#### [PROBLEM REQUIREMENTS]
From the material below, return every line that includes "needed".
-------- STUDY MATERIAL
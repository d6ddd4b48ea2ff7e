//! Minecraft wire protocol for Basalt.
//!
//! This crate provides the varint codec, the packet reader/writer, the
//! frame transport (length framing plus zlib compression), the
//! version-dependent packet IDs, and typed definitions for the packets
//! the connection state machine cares about.

pub mod error;
pub mod framing;
pub mod ids;
pub mod packet;
pub mod packets;
pub mod varint;

pub use error::ProtocolError;
pub use ids::PacketIds;
pub use packet::{PacketReader, PacketWriter};
pub use packets::ConnectionState;
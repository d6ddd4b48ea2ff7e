//! Protocol-version-dependent packet IDs.
//!
//! A handful of play-state packet IDs moved between protocol versions.
//! The connection resolves them once, when the handshake's protocol
//! version field is read, and they stay fixed for the connection's
//! lifetime.

/// Protocol version where keep-alive (clientbound) and disconnect moved.
const KEEP_ALIVE_DISCONNECT_SHIFT: i32 = 345;

/// Protocol version where keep-alive (serverbound) moved.
const KEEP_ALIVE_SERVERBOUND_SHIFT: i32 = 389;

/// The play-state packet IDs resolved for a negotiated protocol version.
#[derive(Debug, Clone, Copy, PartialEq, Eq)]
pub struct PacketIds {
    /// Keep-alive sent by the server (clientbound).
    pub keep_alive_clientbound: i32,
    /// Keep-alive echo sent by the client (serverbound).
    pub keep_alive_serverbound: i32,
    /// Play-state disconnect (clientbound).
    pub disconnect: i32,
}

impl PacketIds {
    /// Resolve the IDs for a protocol version.
    #[must_use]
    pub const fn for_protocol(version: i32) -> Self {
        Self {
            keep_alive_clientbound: if version < KEEP_ALIVE_DISCONNECT_SHIFT {
                0x1f
            } else {
                0x21
            },
            keep_alive_serverbound: if version < KEEP_ALIVE_SERVERBOUND_SHIFT {
                0xb
            } else {
                0xe
            },
            disconnect: if version < KEEP_ALIVE_DISCONNECT_SHIFT {
                0x1a
            } else {
                0x1b
            },
        }
    }
}

/// Login-state disconnect (clientbound).
pub const LOGIN_DISCONNECT: i32 = 0x00;
/// Encryption request (clientbound) / response (serverbound).
pub const LOGIN_ENCRYPTION: i32 = 0x01;
/// Login success (clientbound).
pub const LOGIN_SUCCESS: i32 = 0x02;
/// Set compression (clientbound).
pub const LOGIN_SET_COMPRESSION: i32 = 0x03;
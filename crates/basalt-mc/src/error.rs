//! Protocol error types.

use std::io;

use thiserror::Error;

/// Errors that can occur when reading or writing Minecraft protocol data.
#[derive(Debug, Error)]
pub enum ProtocolError {
    /// An I/O error occurred.
    #[error("I/O error: {0}")]
    Io(#[from] io::Error),

    /// A varint had no terminating byte within its maximum width.
    #[error("malformed varint: missing terminator")]
    MalformedVarint,

    /// A string or JSON field could not be decoded.
    #[error("malformed payload: {0}")]
    MalformedPayload(String),

    /// A read ran past the end of the packet buffer.
    #[error("buffer underrun: needed {needed} bytes, {remaining} remaining")]
    BufferUnderrun {
        /// The number of bytes the read required.
        needed: usize,
        /// The number of bytes left in the buffer.
        remaining: usize,
    },

    /// A compressed frame did not inflate to its declared length.
    #[error("corrupt frame: declared {declared} bytes, inflated to {actual}")]
    FrameCorrupt {
        /// The uncompressed length declared in the frame header.
        declared: usize,
        /// The length the body actually inflated to.
        actual: usize,
    },

    /// A frame exceeded the maximum length.
    #[error("packet too long: {len} bytes (max {max})")]
    PacketTooLong {
        /// The actual length of the frame.
        len: usize,
        /// The maximum allowed length.
        max: usize,
    },

    /// An invalid next state was received in a handshake.
    #[error("invalid next state: {0}")]
    InvalidNextState(i32),

    /// An unexpected packet ID was received.
    #[error("invalid packet ID: {0}")]
    InvalidPacketId(i32),
}

/// Result type alias using [`ProtocolError`].
pub type Result<T> = std::result::Result<T, ProtocolError>;
//! Login protocol packets.
//!
//! The login protocol handles player authentication: encryption
//! negotiation, compression negotiation, and the transition to play.

use bytes::Bytes;

use crate::error::{ProtocolError, Result};
use crate::ids;
use crate::packet::{PacketReader, PacketWriter};
use crate::packets::traits::{ConnectionState, Packet};

/// Login Disconnect packet (server -> client).
///
/// Sent when the server disconnects the client during login. The reason
/// is a JSON chat component, never raw error text.
#[derive(Debug, Clone)]
pub struct LoginDisconnect {
    /// The disconnect reason (JSON chat component).
    pub reason: serde_json::Value,
}

impl Packet for LoginDisconnect {
    const ID: i32 = ids::LOGIN_DISCONNECT;
    const STATE: ConnectionState = ConnectionState::Login;
}

impl LoginDisconnect {
    /// Create a new disconnect packet.
    #[must_use]
    pub const fn new(reason: serde_json::Value) -> Self {
        Self { reason }
    }

    /// Parse from a packet reader.
    ///
    /// # Errors
    ///
    /// Returns an error if the packet is malformed.
    pub fn decode(reader: &mut PacketReader) -> Result<Self> {
        if reader.id != Self::ID {
            return Err(ProtocolError::InvalidPacketId(reader.id));
        }
        Ok(Self {
            reason: reader.read_json()?,
        })
    }

    /// Encode to packet bytes.
    #[must_use]
    pub fn encode(&self) -> Bytes {
        PacketWriter::new(Self::ID).write_json(&self.reason).encode()
    }
}

/// Encryption Request packet (server -> client).
///
/// Sent by the server to initiate the encryption handshake.
#[derive(Debug, Clone)]
pub struct EncryptionRequest {
    /// Random session identifier.
    pub server_id: String,
    /// The server's public key (DER-encoded, as sent on the wire).
    pub public_key: Bytes,
    /// Random verify token.
    pub verify_token: Bytes,
}

impl Packet for EncryptionRequest {
    const ID: i32 = ids::LOGIN_ENCRYPTION;
    const STATE: ConnectionState = ConnectionState::Login;
}

impl EncryptionRequest {
    /// Parse from a packet reader.
    ///
    /// # Errors
    ///
    /// Returns an error if the packet is malformed.
    pub fn decode(reader: &mut PacketReader) -> Result<Self> {
        if reader.id != Self::ID {
            return Err(ProtocolError::InvalidPacketId(reader.id));
        }
        Ok(Self {
            server_id: reader.read_string()?,
            public_key: reader.read_byte_array()?,
            verify_token: reader.read_byte_array()?,
        })
    }

    /// Encode to packet bytes.
    #[must_use]
    pub fn encode(&self) -> Bytes {
        PacketWriter::new(Self::ID)
            .write_string(&self.server_id)
            .write_byte_array(&self.public_key)
            .write_byte_array(&self.verify_token)
            .encode()
    }
}

/// Encryption Response packet (client -> server).
///
/// Both fields are RSA-encrypted against the server's public key.
#[derive(Debug, Clone)]
pub struct EncryptionResponse {
    /// The 16-byte shared secret, encrypted.
    pub shared_secret: Bytes,
    /// The server's verify token, encrypted unmodified.
    pub verify_token: Bytes,
}

impl Packet for EncryptionResponse {
    const ID: i32 = ids::LOGIN_ENCRYPTION;
    const STATE: ConnectionState = ConnectionState::Login;
}

impl EncryptionResponse {
    /// Parse from a packet reader.
    ///
    /// # Errors
    ///
    /// Returns an error if the packet is malformed.
    pub fn decode(reader: &mut PacketReader) -> Result<Self> {
        if reader.id != Self::ID {
            return Err(ProtocolError::InvalidPacketId(reader.id));
        }
        Ok(Self {
            shared_secret: reader.read_byte_array()?,
            verify_token: reader.read_byte_array()?,
        })
    }

    /// Encode to packet bytes.
    #[must_use]
    pub fn encode(&self) -> Bytes {
        PacketWriter::new(Self::ID)
            .write_byte_array(&self.shared_secret)
            .write_byte_array(&self.verify_token)
            .encode()
    }
}

/// Login Success packet (server -> client).
///
/// Sent when login is complete; the connection transitions to Play.
#[derive(Debug, Clone)]
pub struct LoginSuccess {
    /// The player's UUID, as a hyphenated string.
    pub uuid: String,
    /// The player's username.
    pub username: String,
}

impl Packet for LoginSuccess {
    const ID: i32 = ids::LOGIN_SUCCESS;
    const STATE: ConnectionState = ConnectionState::Login;
}

impl LoginSuccess {
    /// Create a new login success packet.
    #[must_use]
    pub fn new(uuid: impl Into<String>, username: impl Into<String>) -> Self {
        Self {
            uuid: uuid.into(),
            username: username.into(),
        }
    }

    /// Parse from a packet reader.
    ///
    /// # Errors
    ///
    /// Returns an error if the packet is malformed.
    pub fn decode(reader: &mut PacketReader) -> Result<Self> {
        if reader.id != Self::ID {
            return Err(ProtocolError::InvalidPacketId(reader.id));
        }
        Ok(Self {
            uuid: reader.read_string()?,
            username: reader.read_string()?,
        })
    }

    /// Encode to packet bytes.
    #[must_use]
    pub fn encode(&self) -> Bytes {
        PacketWriter::new(Self::ID)
            .write_string(&self.uuid)
            .write_string(&self.username)
            .encode()
    }
}

/// Set Compression packet (server -> client).
///
/// Enables packet compression for both directions of the connection.
#[derive(Debug, Clone)]
pub struct SetCompression {
    /// Compression threshold. Packets at least this long are compressed;
    /// a negative value disables compression.
    pub threshold: i32,
}

impl Packet for SetCompression {
    const ID: i32 = ids::LOGIN_SET_COMPRESSION;
    const STATE: ConnectionState = ConnectionState::Login;
}

impl SetCompression {
    /// Create a new set compression packet.
    #[must_use]
    pub const fn new(threshold: i32) -> Self {
        Self { threshold }
    }

    /// Parse from a packet reader.
    ///
    /// # Errors
    ///
    /// Returns an error if the packet is malformed.
    pub fn decode(reader: &mut PacketReader) -> Result<Self> {
        if reader.id != Self::ID {
            return Err(ProtocolError::InvalidPacketId(reader.id));
        }
        Ok(Self {
            threshold: reader.read_varint()?,
        })
    }

    /// Encode to packet bytes.
    #[must_use]
    pub fn encode(&self) -> Bytes {
        PacketWriter::new(Self::ID).write_varint(self.threshold).encode()
    }
}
----------------
#### [SOLUTION TO THE PROBLEM]
    #[error("buffer underrun: needed {needed} bytes, {remaining} remaining")]
        needed: usize,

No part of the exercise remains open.